Nontypes. Colombia. Meta, río Orinoco drainage: ANSP 128692, 5, 41.0-58.3 mm SL, río Negro, downstream from main Villavicencio-Puerto Lopez highway at La Balsa, W side of river, 29 Feb 1972. ANSP 131661, 0, río Negrito, downstream from bridge at La Balsa, río Meta drainage, 22 Mar 1975. UF 33421, 1, 51.0 mm SL, Guacavia River ENE of Villavicencio, 3 Jan 1973.Venezuela. Amazonas: AUM 39278, 0, río Parucito, río Ventuari Drainage, at raudales Salomon, 2.7 km NE of San Juan de Manapiare, 05.34637ºN, 066.03347ºW, 16 Apr 2004. AUM 39849, 0, río Ventuari, beach below Raudales Tencua, 56 km ESE of San Juan de Manapiare, 05.04968ºN, 065.62722ºW, 19-20 Apr 2004. MCNG 23846, 3, 38.5-43.7 mm SL, island in río Ocamo below Arata rapids, 03º05'S, 64º37'W, 24 Jan 1990. MCNG 24246, 5, 28.7-55.8 mm SL, río Putaco near the confluence of the río Ocamo (river above Chicrita-Pora Rapids), 3 Feb 1990. MCNG 25802, 1, 33.5 mm SL, río Ocamo at Arata Rapids, 03º08'N, 64º34'W, 24 Jan 1990. UF 77844, 2, 49.1-50.5 mm SL, río Ventuari at Tencua just below Tencua Falls, 20 Mar 1981. Apure, río Orinoco drainage: MCNG 21802, 1, 41.8 mm SL, río Cinaruco CORPOVEN camp, 06º31'50"N, 067º26'14"W, 20 Apr 1989. Bolivar, río Caura drainage: MCNG 21596, 2, 43.4-64.4 mm SL, caño Icutú, two turns of the river below Icutú Falls, 05ºN, 064ºW, 13 Mar 1989.

Diagnosis.
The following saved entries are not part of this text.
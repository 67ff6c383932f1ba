use std::path::{Path, PathBuf};
use std::time::{SystemTime, UNIX_EPOCH};

use dashmetrics::adapter::outbound::sqlite::connection::{create_pool, DbPool};
use dashmetrics::testkit::fixtures::seed_orders;

/// Temporary SQLite database seeded with the orders fixture.
pub struct TempDb {
    path: PathBuf,
    pool: DbPool,
}

impl TempDb {
    pub fn create(name: &str) -> Self {
        let mut path = std::env::temp_dir();
        let nanos = SystemTime::now()
            .duration_since(UNIX_EPOCH)
            .unwrap_or_default()
            .as_nanos();
        path.push(format!("dashmetrics-{name}-{nanos}.db"));

        let pool = create_pool(&path.display().to_string(), 2).expect("create sqlite pool");
        seed_orders(&pool).expect("seed orders");

        Self { path, pool }
    }

    pub fn path(&self) -> &Path {
        &self.path
    }

    #[allow(dead_code)]
    pub fn pool(&self) -> &DbPool {
        &self.pool
    }
}

impl Drop for TempDb {
    fn drop(&mut self) {
        let _ = std::fs::remove_file(&self.path);
    }
}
Lasiancistrus tentaculatus is diagnosed by one unique autapomorphy, the presence of small tentacles (tentacules sensu Sabaj et al., 1999) on the snout of nuptial males that are larger than the supporting odontodes. All other Lasiancistrus whose nuptial males have been observed have whiskerlike odontodes at the anterolateral corners of the snout. In addition, L. tentaculatus can be separated from L heteracanthus, L. guacharote, and some L. schomburgkii by having no plates on the abdomen, from L. schomburgkii and L. saetiger by having black spots in the dorsal, caudal, and paired fins fin (vs. no or white spots or entirely gray, respectively), and from L. caucanus by having a forked caudal fin (vs. emarginate).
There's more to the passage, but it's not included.